With this strange new world filled with Dinosaurs, strange technology, and warring tribes, Helena will do what it takes to survive and hopefully find a way to return to her world.

Characters
 Helena Walker (voiced by Madeleine Madden) - An Australian paleontologist from the 21st century who recently woke up on the ARK.
 General Gaius Marcellus Nerva (voiced by Gerard Butler) - A brutal despot of Ancient Rome.
 Alasie (voiced by Devery Jacobs) - A peppy Inuit teen from the 17th century who is finding out where she fits in on the ARK.
 The Gladiatrix (voiced by Cissy Jones) - A commander in an army, led by Nerva, who is said to be formidable.
 Deborah Walker (voiced by Deborah Mailman) - The mother of Helena and an archivist for Aboriginal Australians in the 21st century.
 Thunder Comes Charging (voiced by Zahn McClarnon) - A Lakota warrior from the 19th century who heads a community on the Ark.
 Senator Lucius Cassius Virilis (voiced by Malcolm McDowell) - A conniving aristocrat during the reign of Augustus Caesar. 
 Chava (voiced by Juliet Mills) - A member of the village council and healer with much wisdom.
 Victoria Walker (voiced by Elliot Page) - Helena's wife and a humanitarian aid worker who is very idealistic.
 Queen Sigrid (voiced by Ragga Ragnars) - A Viking warlord from the 10th century who is very bellicose.
 Sir Edmund Rockwell (voiced by David Tennant) - The main series antagonist and scientist from the 19th century who is egocentric and has mysterious ambitions.
 The Captain (voiced by Alan Tudyk) - A buccaneer who makes a hefty profit as he sailed around the ARK.
 Bob (voiced by Karl Urban) - A recent arrival to the ARK.
 Henry Townsend (voiced by Jeffrey Wright) - A spy for the Patriots in the American Revolutionary War and an American watchmaker from the 18th century.
 Mei-yin Li (voiced by Michelle Yeoh) - A Chinese rebel leader from the 3rd century who is feared throughout the Ark as the "Beast Queen".
 Han Li (voiced by Ron Yuan) - A Chinese rebel leader from the 3rd century who is Mei-yin's brother.
 Kor the Prophet (voiced by Russell Crowe) - An eccentric character who comes from before recorded history and claims to be a "dino-whisperer".
 Santiago (voiced by Vin Diesel) - A pilot of a Mek from the 24th century and freedom fighter.
 Cassia Virila (voiced by Monica Bellucci)

Production
In December 2020, the series was announced with a trailer during the 2020 Video Game Awards, along with the cast that included Gerard Butler, David Tennant, Michelle Yeoh, Jeffrey Wright, Zahn McClarnon, Elliot Page, Karl Urban, Malcolm McDowell, Alan Tudyk, Russell Crowe, and Vin Diesel, who will also serve as an executive producer.

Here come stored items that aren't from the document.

/// Human-readable task identifier allocation
///
/// Every task carries a `TASK-NNNNN` identifier alongside its opaque row id,
/// where NNNNN is a uniformly random 5-digit number in [10000, 99999].
/// Uniqueness is enforced by the UNIQUE constraint on `tasks.task_id`; the
/// task insert itself is retried with a fresh candidate on collision, up to
/// [`MAX_ATTEMPTS`] times.
///
/// Capacity caveat: the namespace holds 90,000 values, so collisions only
/// become likely as the task table approaches tens of thousands of rows. At
/// that scale the retry bound (or the id width) has to grow.

use rand::Rng;

/// Prefix of every human-readable task identifier
pub const TASK_ID_PREFIX: &str = "TASK-";

/// Maximum number of allocation attempts before giving up
pub const MAX_ATTEMPTS: u32 = 10;

/// Error type for task id allocation
#[derive(Debug, thiserror::Error)]
pub enum TaskIdError {
    /// All allocation attempts collided with existing identifiers
    #[error("failed to allocate a unique task id after {0} attempts")]
    Exhausted(u32),

    /// Database error during allocation
    #[error("database error during task id allocation: {0}")]
    Database(#[from] sqlx::Error),
}

/// Generates a random task id candidate
///
/// The candidate is not checked for uniqueness here; callers insert it under
/// the unique constraint and retry on collision.
///
/// # Example
///
/// ```
/// use taskboard_shared::task_id::random_task_id;
///
/// let id = random_task_id();
/// assert!(id.starts_with("TASK-"));
/// assert_eq!(id.len(), 10);
/// ```
pub fn random_task_id() -> String {
    let digits = rand::thread_rng().gen_range(10_000..=99_999);
    format!("{TASK_ID_PREFIX}{digits}")
}

/// Checks whether a string is a well-formed task identifier
pub fn is_valid_task_id(candidate: &str) -> bool {
    match candidate.strip_prefix(TASK_ID_PREFIX) {
        Some(digits) => {
            digits.len() == 5
                && digits.chars().all(|c| c.is_ascii_digit())
                && !digits.starts_with('0')
        }
        None => false,
    }
}

#[cfg(test)]
mod tests {
    use super::*;

    #[test]
    fn test_random_task_id_format() {
        for _ in 0..1000 {
            let id = random_task_id();
            assert!(is_valid_task_id(&id), "malformed task id: {}", id);
        }
    }

    #[test]
    fn test_random_task_id_range() {
        for _ in 0..1000 {
            let id = random_task_id();
            let digits: u32 = id[TASK_ID_PREFIX.len()..].parse().unwrap();
            assert!((10_000..=99_999).contains(&digits));
        }
    }

    #[test]
    fn test_is_valid_task_id() {
        assert!(is_valid_task_id("TASK-10000"));
        assert!(is_valid_task_id("TASK-99999"));

        assert!(!is_valid_task_id("TASK-00001")); // below range
        assert!(!is_valid_task_id("TASK-1234")); // too short
        assert!(!is_valid_task_id("TASK-123456")); // too long
        assert!(!is_valid_task_id("TASK-1234a"));
        assert!(!is_valid_task_id("task-12345"));
        assert!(!is_valid_task_id("12345"));
    }

    #[test]
    fn test_exhausted_error_message() {
        let err = TaskIdError::Exhausted(MAX_ATTEMPTS);
        assert!(err.to_string().contains("10 attempts"));
    }
}
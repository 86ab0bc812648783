/// Health check endpoint
///
/// `GET /health` is the only unauthenticated, unversioned route. It answers
/// even when PostgreSQL is down (the status flips to `degraded`), so load
/// balancers can tell a dead process from a server with a lost database.
///
/// # Response
///
/// ```json
/// {
///   "status": "healthy",
///   "version": "0.1.0",
///   "database": "connected"
/// }
/// ```

use crate::{app::AppState, error::ApiResult};
use axum::{extract::State, Json};
use serde::{Deserialize, Serialize};

/// Health check response
#[derive(Debug, Serialize, Deserialize)]
pub struct HealthResponse {
    /// `healthy` or `degraded`
    pub status: String,

    /// Server version
    pub version: String,

    /// `connected` or `disconnected`
    pub database: String,
}

/// Health check handler
///
/// Probes the database with a trivial query; a failed probe degrades the
/// status instead of failing the request.
pub async fn health_check(State(state): State<AppState>) -> ApiResult<Json<HealthResponse>> {
    let database_status = match sqlx::query("SELECT 1").fetch_one(&state.db).await {
        Ok(_) => "connected",
        Err(_) => "disconnected",
    };

    Ok(Json(HealthResponse {
        status: if database_status == "connected" {
            "healthy".to_string()
        } else {
            "degraded".to_string()
        },
        version: env!("CARGO_PKG_VERSION").to_string(),
        database: database_status.to_string(),
    }))
}
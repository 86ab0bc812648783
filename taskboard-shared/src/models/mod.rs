/// Database models for TaskBoard
///
/// # Models
///
/// - `user`: User accounts, the role hierarchy, and the admin approval flag
/// - `task`: Assignable tasks with human-readable TASK-NNNNN identifiers
///
/// # Example
///
/// ```no_run
/// use taskboard_shared::models::user::{CreateUser, Role, User};
///
/// # async fn example(pool: sqlx::PgPool) -> Result<(), sqlx::Error> {
/// let user = User::create(
///     &pool,
///     CreateUser {
///         email: "worker@example.com".to_string(),
///         name: "Worker".to_string(),
///         password_hash: "$argon2id$...".to_string(),
///         image: None,
///         role: Role::User,
///         is_approved: None,
///     },
/// )
/// .await?;
/// # Ok(())
/// # }
/// ```

pub mod task;
pub mod user;
/// Configuration management for the API server
///
/// Loads configuration from environment variables into a type-safe struct.
///
/// # Environment Variables
///
/// - `DATABASE_URL`: PostgreSQL connection string (required)
/// - `DATABASE_MAX_CONNECTIONS`: Pool size (default: 10)
/// - `API_HOST`: Host to bind to (default: 0.0.0.0)
/// - `API_PORT`: Port to bind to (default: 8080)
/// - `JWT_SECRET`: Secret key for JWT signing, at least 32 bytes (required)
/// - `CORS_ORIGINS`: Comma-separated allowed origins, or `*` (default: `*`)
/// - `RUST_LOG`: Log filter (default: info)

use serde::{Deserialize, Serialize};
use std::env;

/// Complete application configuration
#[derive(Debug, Clone, Serialize, Deserialize)]
pub struct Config {
    /// API server configuration
    pub api: ApiConfig,

    /// Database configuration
    pub database: DatabaseConfig,

    /// JWT configuration
    pub jwt: JwtConfig,
}

/// API server configuration
#[derive(Debug, Clone, Serialize, Deserialize)]
pub struct ApiConfig {
    /// Host to bind to
    pub host: String,

    /// Port to bind to
    pub port: u16,

    /// Allowed CORS origins (`*` enables permissive CORS)
    pub cors_origins: Vec<String>,
}

/// Database configuration
#[derive(Debug, Clone, Serialize, Deserialize)]
pub struct DatabaseConfig {
    /// PostgreSQL connection URL
    pub url: String,

    /// Maximum number of connections in pool
    pub max_connections: u32,
}

/// JWT configuration
#[derive(Debug, Clone, Serialize, Deserialize)]
pub struct JwtConfig {
    /// Secret key for JWT signing
    ///
    /// Must be at least 32 bytes. Generate with: `openssl rand -hex 32`
    pub secret: String,
}

impl Config {
    /// Loads configuration from environment variables
    ///
    /// # Errors
    ///
    /// Returns an error if required variables are missing or invalid.
    pub fn from_env() -> anyhow::Result<Self> {
        // Load .env file if present (for development)
        dotenvy::dotenv().ok();

        let api_host = env::var("API_HOST").unwrap_or_else(|_| "0.0.0.0".to_string());
        let api_port = env::var("API_PORT")
            .unwrap_or_else(|_| "8080".to_string())
            .parse::<u16>()?;

        let cors_origins = env::var("CORS_ORIGINS")
            .unwrap_or_else(|_| "*".to_string())
            .split(',')
            .map(|s| s.trim().to_string())
            .filter(|s| !s.is_empty())
            .collect();

        let database_url = env::var("DATABASE_URL")
            .map_err(|_| anyhow::anyhow!("DATABASE_URL environment variable is required"))?;

        let max_connections = env::var("DATABASE_MAX_CONNECTIONS")
            .unwrap_or_else(|_| "10".to_string())
            .parse::<u32>()?;

        let jwt_secret = env::var("JWT_SECRET")
            .map_err(|_| anyhow::anyhow!("JWT_SECRET environment variable is required"))?;

        if jwt_secret.len() < 32 {
            anyhow::bail!("JWT_SECRET must be at least 32 characters long");
        }

        Ok(Self {
            api: ApiConfig {
                host: api_host,
                port: api_port,
                cors_origins,
            },
            database: DatabaseConfig {
                url: database_url,
                max_connections,
            },
            jwt: JwtConfig { secret: jwt_secret },
        })
    }

    /// Returns the server bind address
    pub fn bind_address(&self) -> String {
        format!("{}:{}", self.api.host, self.api.port)
    }
}

#[cfg(test)]
mod tests {
    use super::*;

    fn sample_config() -> Config {
        Config {
            api: ApiConfig {
                host: "127.0.0.1".to_string(),
                port: 8080,
                cors_origins: vec!["*".to_string()],
            },
            database: DatabaseConfig {
                url: "postgresql://localhost/test".to_string(),
                max_connections: 10,
            },
            jwt: JwtConfig {
                secret: "test-secret-key-at-least-32-bytes-long".to_string(),
            },
        }
    }

    #[test]
    fn test_bind_address() {
        assert_eq!(sample_config().bind_address(), "127.0.0.1:8080");
    }
}
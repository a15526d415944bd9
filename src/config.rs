use serde::{Deserialize, Serialize};
use std::fs;
use std::path::Path;

/// Load environment variables from a .env file.
/// Values may contain spaces without requiring quotes.
pub fn load_dotenv() {
    let env_path = Path::new(".env");
    if !env_path.exists() {
        return;
    }

    let content = match fs::read_to_string(env_path) {
        Ok(c) => c,
        Err(_) => return,
    };

    for line in content.lines() {
        let line = line.trim();
        if line.is_empty() || line.starts_with('#') {
            continue;
        }

        if let Some(eq_pos) = line.find('=') {
            let key = line[..eq_pos].trim();
            let mut value = line[eq_pos + 1..].trim();

            if (value.starts_with('"') && value.ends_with('"'))
                || (value.starts_with('\'') && value.ends_with('\''))
            {
                value = &value[1..value.len() - 1];
            }

            // Real environment variables take precedence
            if std::env::var(key).is_err() {
                // SAFETY: called before the async runtime starts, single-threaded
                unsafe { std::env::set_var(key, value) };
            }
        }
    }
}

#[derive(Debug, Clone, Serialize, Deserialize)]
pub struct Config {
    pub gateway: GatewayConfig,
    pub panel: PanelConfig,
}

#[derive(Debug, Clone, Serialize, Deserialize)]
pub struct GatewayConfig {
    /// Gateway base URL the thing href resolves against.
    pub base_url: String,
    /// Thing href, relative to the base URL.
    pub thing_href: String,
    /// Bearer token attached to every property request.
    pub token: String,
    /// Optional path to a thing description JSON file. When unset, the
    /// gateway's conventional property paths are assumed.
    pub description_path: Option<String>,
}

#[derive(Debug, Clone, Serialize, Deserialize)]
pub struct PanelConfig {
    /// Display name for the bulb.
    pub name: String,
    /// Seconds between refresh cycles.
    pub poll_interval_secs: u64,
}

impl Default for Config {
    fn default() -> Self {
        Self {
            gateway: GatewayConfig {
                base_url: "http://gateway.local:8080/".to_string(),
                thing_href: "things/color-light/".to_string(),
                token: String::new(),
                description_path: None,
            },
            panel: PanelConfig {
                name: "Color Light".to_string(),
                poll_interval_secs: 30,
            },
        }
    }
}

impl Config {
    pub fn from_env() -> Self {
        let mut config = Self::default();

        if let Ok(url) = std::env::var("GATEWAY_URL") {
            config.gateway.base_url = url;
        }
        if let Ok(href) = std::env::var("THING_HREF") {
            config.gateway.thing_href = href;
        }
        if let Ok(token) = std::env::var("GATEWAY_TOKEN") {
            config.gateway.token = token;
        }
        if let Ok(path) = std::env::var("THING_DESCRIPTION") {
            config.gateway.description_path = Some(path);
        }
        if let Ok(name) = std::env::var("BULB_NAME") {
            config.panel.name = name;
        }
        if let Ok(interval) = std::env::var("POLL_INTERVAL_SECS")
            && let Ok(secs) = interval.parse()
        {
            config.panel.poll_interval_secs = secs;
        }

        config
    }
}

The creators of the Ark: Survival Evolved video game, Jeremy Stieglitz and Jesse Rapczak, are the series creators, while Marguerite Bennett and Kendall Deacon Davis are series writers. In 2020 it was announced that Jay Oliva will direct the series, which will consist of 14 thirty-minute episodes that develop the game's world, and that two seasons were in production. In June 2022, the series entered post-production, with Monica Bellucci and Dee Bradley Baker added to the voice cast. In December 2022, with the release of a new trailer, it was revealed Butler and Crowe would also be executive producers.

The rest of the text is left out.